But even aside from this, let’s go with the idea that Vigilius totally bought into the Sentence of the Synod. Let’s look at the content:

“….we recalled to his memory the great example of the Apostles and the traditions of the Fathers. For even though individual apostles abounded with the grace of the Holy Spirit so that they did not need the advice of others over what had to be transacted, yet they had no wish to decide in any other way the question that was mooted, whether the Gentiles ought to be circumcised before they met, together and each of them confirmed his statements from the testimonies of the divine Scriptures

I don’t see how this is contradictory to the Catholic doctrine on the Papacy. As I quoted to you from the 1st Vatican Council, even the Pope vows to submit to the tradition of the fathers as they interpreted holy Scripture. Therefore, the 1st Vatican Council is not some sort of expose for Papal isolationism, or worse, Papal automation.
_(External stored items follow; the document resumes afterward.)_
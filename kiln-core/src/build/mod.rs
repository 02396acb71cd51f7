// kiln-core/src/build/mod.rs
pub mod env;
pub mod sandbox;

pub use env::{BuildEnvironment, SandboxPaths};
pub use sandbox::{build, BuildResult, DependencyPrefixes, StepLog};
After all, as you noted, the 1st Vatican Council was just that, a “Council”. Here the Council fathers of Constantinople note how the individual apostle had the infallible and supreme such that “they did not need the advice of others over what had to be transacted”. So is that really the case? Did they not need each other together ? Or did they? It appears the Council would concede they did not absolutely, but that, for the sake of the normal method of obtaining truth in the Church through synodality, even the Apostles met together into a Synod to arrive at the truth. How is that not only consistent, but also exemplified in not just the Council of Trent, Vatican I, and Vatican II, but also in the ex-cathedra decrees on the Immaculate Conception of the Blessed Virgin Mary and her blessed Assumption? Before the latter two decrees were issued, the entire Episcopate was consulted by the Popes on the question, and it was next to a perfect unanimity that obtained agreement towards what the Pope decreed. And not just that, but also the Councils of Lyons, Florence, and even before that with the recognition of the Western tradition of the Filioque doctrine (as well as its use in the Creed), show forth that even the Filioque does not come to the table of the Church by the mechanism of Papal isolationism. I think what has you confused is this part of the Vatican Council :

such definitions of the Roman Pontiff are irreformable of their own nature (ex sese) and not by reason of the Church’s consent

But you have inserted a meaning into this that is not there. You are interpreting this as an enablement to Papal isolationism. However, all that is said here is that the ex-cathedra decree itself has an authority which does not derive from the consent of the Church, but has its own justification of authority directly from God. This is perfectly consistent with the following scenario. Let’s say Pope X doesn’t quite know the theology of whether Christ could “learn” in his human nature, and yet the Church is wrecked with a scandal over this question. The Pope may convene an Ecumenical Council, admit to the Council that he has not the intellect or knowledge on the matter to make a definitive decision, and would like to hear and learn from the lectureship of all the bishops and theologians attending the Council. Let’s say the Pope, after a few months of learning, comes to see a consensus among the bishops and the tradition of the Church on the subject, and says, “Ok, I have now learned the truth, and I am ready to proceed with an ex-cathedra decree”, the authority of this decree would not derive from the authority of the theologians or the Bishops who lectured in the Council. It would derive from Papal authority alone, even though the Pope himself would never have known the content of the truth unless he deliberated with the Church to learn the matter himself. This is all that the decree on Papal Infallibility is saying. Therefore, your critique is not to the decree on Papal Infallibility, but to another and separate question, namely, can the Pope arrive at the truth of the faith all by himself before he issues a decree on xyz matter? This question actually came up in Bishop Gasser’s relatio at the Council of Vatican (1870), and the bishops and Pope decided that this question would not be dealt with in the Council, but the relatio did say that the Pope has to submit to the apostolic deposit as known and taught in the whole Church in order for himself to know the truth. Therefore, we have two different realities here. The first is (1) how does the truth get known, and (2) by what authority grounds papal decrees. You conflated the two, and this is why you saw the Sentence of the Synod in Constantinople as clashing with Papal infallibility. But let’s continue with what else the Sentence says.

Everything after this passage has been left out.